The string "AsRef" may appear in lines of the data; report how many lines contain it, with no other output.

★ ★ ★ ★ ★

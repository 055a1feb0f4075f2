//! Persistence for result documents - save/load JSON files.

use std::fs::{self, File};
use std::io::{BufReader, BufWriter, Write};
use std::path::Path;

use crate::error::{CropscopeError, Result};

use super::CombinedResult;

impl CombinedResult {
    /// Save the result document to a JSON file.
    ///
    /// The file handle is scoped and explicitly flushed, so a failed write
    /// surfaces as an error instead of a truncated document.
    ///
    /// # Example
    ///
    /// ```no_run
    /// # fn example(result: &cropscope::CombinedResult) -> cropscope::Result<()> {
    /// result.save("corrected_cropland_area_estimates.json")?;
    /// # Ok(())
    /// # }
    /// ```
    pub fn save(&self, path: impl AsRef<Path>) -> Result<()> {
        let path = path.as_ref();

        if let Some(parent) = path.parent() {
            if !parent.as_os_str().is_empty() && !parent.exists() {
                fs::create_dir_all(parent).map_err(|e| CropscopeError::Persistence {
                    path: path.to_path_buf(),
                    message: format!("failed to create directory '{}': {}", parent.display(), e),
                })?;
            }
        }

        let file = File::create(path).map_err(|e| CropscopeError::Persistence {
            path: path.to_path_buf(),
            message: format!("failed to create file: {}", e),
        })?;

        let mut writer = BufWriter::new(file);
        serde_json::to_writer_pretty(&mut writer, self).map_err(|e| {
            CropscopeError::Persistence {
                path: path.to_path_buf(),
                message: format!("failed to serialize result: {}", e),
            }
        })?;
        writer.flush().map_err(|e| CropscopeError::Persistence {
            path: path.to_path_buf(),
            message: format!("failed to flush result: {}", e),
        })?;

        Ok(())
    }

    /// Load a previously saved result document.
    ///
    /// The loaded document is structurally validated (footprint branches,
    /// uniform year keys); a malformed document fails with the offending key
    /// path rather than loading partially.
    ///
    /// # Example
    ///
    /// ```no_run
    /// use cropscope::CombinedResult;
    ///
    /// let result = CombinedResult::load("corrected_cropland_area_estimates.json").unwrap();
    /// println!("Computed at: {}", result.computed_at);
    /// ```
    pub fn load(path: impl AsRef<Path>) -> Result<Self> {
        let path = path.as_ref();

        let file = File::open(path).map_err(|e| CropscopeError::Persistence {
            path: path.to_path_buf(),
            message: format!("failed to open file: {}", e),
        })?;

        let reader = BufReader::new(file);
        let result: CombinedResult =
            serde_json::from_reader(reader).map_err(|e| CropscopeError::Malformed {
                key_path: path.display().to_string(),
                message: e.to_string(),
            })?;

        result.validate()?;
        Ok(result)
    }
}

★ ★ ★ ★ ★

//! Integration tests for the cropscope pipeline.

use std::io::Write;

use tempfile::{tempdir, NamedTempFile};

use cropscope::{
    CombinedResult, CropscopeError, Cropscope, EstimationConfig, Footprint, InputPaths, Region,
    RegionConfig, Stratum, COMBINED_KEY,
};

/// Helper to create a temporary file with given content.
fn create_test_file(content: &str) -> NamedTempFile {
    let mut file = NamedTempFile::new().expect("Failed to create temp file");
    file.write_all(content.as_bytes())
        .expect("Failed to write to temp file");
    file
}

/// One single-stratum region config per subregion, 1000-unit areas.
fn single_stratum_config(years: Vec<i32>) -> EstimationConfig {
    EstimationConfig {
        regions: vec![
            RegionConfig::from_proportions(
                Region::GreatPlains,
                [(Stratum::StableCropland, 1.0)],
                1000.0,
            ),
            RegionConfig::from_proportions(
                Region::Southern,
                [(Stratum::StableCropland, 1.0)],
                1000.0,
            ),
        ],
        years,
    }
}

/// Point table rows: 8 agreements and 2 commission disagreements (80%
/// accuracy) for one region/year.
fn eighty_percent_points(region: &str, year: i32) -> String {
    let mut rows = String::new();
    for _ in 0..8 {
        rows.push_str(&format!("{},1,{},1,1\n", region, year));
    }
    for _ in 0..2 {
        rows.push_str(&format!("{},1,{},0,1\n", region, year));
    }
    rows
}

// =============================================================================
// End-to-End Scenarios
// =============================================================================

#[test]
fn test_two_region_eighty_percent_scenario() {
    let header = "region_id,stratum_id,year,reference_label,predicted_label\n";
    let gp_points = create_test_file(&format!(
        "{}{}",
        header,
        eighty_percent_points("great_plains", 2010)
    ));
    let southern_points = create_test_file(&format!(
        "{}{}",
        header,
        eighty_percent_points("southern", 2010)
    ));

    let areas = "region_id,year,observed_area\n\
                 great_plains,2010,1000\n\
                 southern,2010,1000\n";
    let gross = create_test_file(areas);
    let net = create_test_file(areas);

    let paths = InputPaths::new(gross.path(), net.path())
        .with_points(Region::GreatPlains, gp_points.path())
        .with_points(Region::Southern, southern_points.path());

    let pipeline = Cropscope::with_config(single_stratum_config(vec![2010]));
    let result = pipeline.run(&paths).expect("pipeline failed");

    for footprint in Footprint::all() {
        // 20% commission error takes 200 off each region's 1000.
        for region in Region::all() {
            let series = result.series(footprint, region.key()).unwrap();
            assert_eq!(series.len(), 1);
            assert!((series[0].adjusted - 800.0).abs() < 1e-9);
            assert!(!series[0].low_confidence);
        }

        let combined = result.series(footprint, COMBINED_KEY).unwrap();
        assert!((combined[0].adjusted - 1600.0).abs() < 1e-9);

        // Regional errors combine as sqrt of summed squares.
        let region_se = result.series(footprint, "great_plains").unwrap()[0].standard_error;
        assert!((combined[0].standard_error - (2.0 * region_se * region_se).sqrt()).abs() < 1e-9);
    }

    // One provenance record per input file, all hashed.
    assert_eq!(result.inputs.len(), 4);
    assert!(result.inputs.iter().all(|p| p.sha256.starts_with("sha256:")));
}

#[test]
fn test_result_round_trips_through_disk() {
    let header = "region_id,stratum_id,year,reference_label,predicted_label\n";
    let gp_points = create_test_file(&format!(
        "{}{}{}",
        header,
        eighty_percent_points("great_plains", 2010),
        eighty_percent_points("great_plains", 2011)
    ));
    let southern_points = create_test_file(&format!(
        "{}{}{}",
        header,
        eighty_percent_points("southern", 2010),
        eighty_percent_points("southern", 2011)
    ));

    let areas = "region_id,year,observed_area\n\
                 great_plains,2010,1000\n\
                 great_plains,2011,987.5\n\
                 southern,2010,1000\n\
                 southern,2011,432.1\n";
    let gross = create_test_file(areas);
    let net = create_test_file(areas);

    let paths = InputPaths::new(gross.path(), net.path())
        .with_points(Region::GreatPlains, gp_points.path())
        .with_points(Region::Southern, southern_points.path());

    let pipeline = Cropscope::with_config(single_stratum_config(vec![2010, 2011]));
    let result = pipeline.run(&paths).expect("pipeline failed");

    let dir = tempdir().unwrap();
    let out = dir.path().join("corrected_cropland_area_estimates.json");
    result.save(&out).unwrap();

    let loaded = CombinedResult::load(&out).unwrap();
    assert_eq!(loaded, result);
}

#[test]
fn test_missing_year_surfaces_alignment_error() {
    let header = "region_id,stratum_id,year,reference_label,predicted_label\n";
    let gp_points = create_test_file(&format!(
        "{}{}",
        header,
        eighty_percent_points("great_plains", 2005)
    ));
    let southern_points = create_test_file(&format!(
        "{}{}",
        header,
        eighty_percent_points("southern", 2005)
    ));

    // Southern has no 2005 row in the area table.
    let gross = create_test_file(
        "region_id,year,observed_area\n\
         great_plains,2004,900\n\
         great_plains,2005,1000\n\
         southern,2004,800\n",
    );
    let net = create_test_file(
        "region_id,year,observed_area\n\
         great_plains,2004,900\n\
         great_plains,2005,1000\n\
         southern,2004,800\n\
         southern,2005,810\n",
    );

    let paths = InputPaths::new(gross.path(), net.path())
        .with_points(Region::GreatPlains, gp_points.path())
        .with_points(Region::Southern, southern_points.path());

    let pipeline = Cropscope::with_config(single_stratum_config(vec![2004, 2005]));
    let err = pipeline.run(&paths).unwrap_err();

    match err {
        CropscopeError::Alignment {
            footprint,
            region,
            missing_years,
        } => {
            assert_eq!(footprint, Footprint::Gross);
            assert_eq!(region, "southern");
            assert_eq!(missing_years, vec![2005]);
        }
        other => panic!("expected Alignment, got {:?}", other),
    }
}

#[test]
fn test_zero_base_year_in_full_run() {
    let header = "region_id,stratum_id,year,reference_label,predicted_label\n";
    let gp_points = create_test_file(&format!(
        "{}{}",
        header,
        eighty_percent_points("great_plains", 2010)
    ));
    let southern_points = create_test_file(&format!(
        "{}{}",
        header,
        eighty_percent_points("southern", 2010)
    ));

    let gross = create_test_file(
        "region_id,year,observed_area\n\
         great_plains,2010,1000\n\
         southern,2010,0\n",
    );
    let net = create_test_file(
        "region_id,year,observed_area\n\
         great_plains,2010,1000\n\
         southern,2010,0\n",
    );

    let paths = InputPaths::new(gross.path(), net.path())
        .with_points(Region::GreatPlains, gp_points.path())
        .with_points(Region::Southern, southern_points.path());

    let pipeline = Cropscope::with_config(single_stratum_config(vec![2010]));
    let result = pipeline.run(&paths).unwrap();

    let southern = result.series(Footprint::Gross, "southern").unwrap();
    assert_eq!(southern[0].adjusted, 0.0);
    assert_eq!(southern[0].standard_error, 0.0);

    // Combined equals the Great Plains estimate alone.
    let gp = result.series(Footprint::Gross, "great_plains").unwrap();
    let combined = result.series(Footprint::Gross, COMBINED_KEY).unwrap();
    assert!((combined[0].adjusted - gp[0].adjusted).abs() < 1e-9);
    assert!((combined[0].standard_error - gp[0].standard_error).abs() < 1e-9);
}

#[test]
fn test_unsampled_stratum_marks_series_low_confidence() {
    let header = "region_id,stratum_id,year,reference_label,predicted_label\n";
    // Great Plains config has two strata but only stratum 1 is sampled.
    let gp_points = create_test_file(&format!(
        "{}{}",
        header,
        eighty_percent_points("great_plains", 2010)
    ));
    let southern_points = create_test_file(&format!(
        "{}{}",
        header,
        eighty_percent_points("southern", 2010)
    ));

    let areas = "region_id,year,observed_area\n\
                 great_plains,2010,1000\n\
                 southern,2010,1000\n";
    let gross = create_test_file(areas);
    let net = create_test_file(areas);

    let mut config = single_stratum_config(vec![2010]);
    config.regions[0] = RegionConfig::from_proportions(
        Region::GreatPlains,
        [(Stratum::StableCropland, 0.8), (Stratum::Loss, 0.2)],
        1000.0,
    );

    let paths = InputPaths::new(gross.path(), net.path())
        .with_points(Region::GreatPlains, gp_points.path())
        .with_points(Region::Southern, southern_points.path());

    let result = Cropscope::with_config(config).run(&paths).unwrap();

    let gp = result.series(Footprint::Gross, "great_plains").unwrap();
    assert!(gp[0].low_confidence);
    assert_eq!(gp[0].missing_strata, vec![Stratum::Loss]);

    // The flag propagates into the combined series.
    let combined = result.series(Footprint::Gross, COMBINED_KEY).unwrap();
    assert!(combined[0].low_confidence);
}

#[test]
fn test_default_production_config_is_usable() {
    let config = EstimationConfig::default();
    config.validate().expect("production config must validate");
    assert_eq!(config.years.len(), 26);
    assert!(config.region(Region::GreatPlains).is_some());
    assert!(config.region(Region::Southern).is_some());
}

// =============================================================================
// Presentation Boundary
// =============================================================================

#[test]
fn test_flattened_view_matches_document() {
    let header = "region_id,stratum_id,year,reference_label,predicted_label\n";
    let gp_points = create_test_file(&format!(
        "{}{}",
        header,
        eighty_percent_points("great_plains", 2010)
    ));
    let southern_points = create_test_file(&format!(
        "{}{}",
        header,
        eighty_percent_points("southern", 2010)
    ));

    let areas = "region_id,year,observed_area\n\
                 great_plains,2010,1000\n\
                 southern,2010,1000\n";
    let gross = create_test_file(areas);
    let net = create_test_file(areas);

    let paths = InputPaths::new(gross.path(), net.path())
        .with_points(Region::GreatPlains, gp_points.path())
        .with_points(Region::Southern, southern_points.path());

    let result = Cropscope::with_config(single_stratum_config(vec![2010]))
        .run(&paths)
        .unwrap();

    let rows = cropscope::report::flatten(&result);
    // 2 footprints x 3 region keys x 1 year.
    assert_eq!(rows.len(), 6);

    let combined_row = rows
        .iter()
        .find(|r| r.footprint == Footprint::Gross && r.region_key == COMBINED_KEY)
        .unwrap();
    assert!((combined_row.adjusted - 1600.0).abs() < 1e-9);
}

★ ★ ★ ★ ★

Finished exercise: 2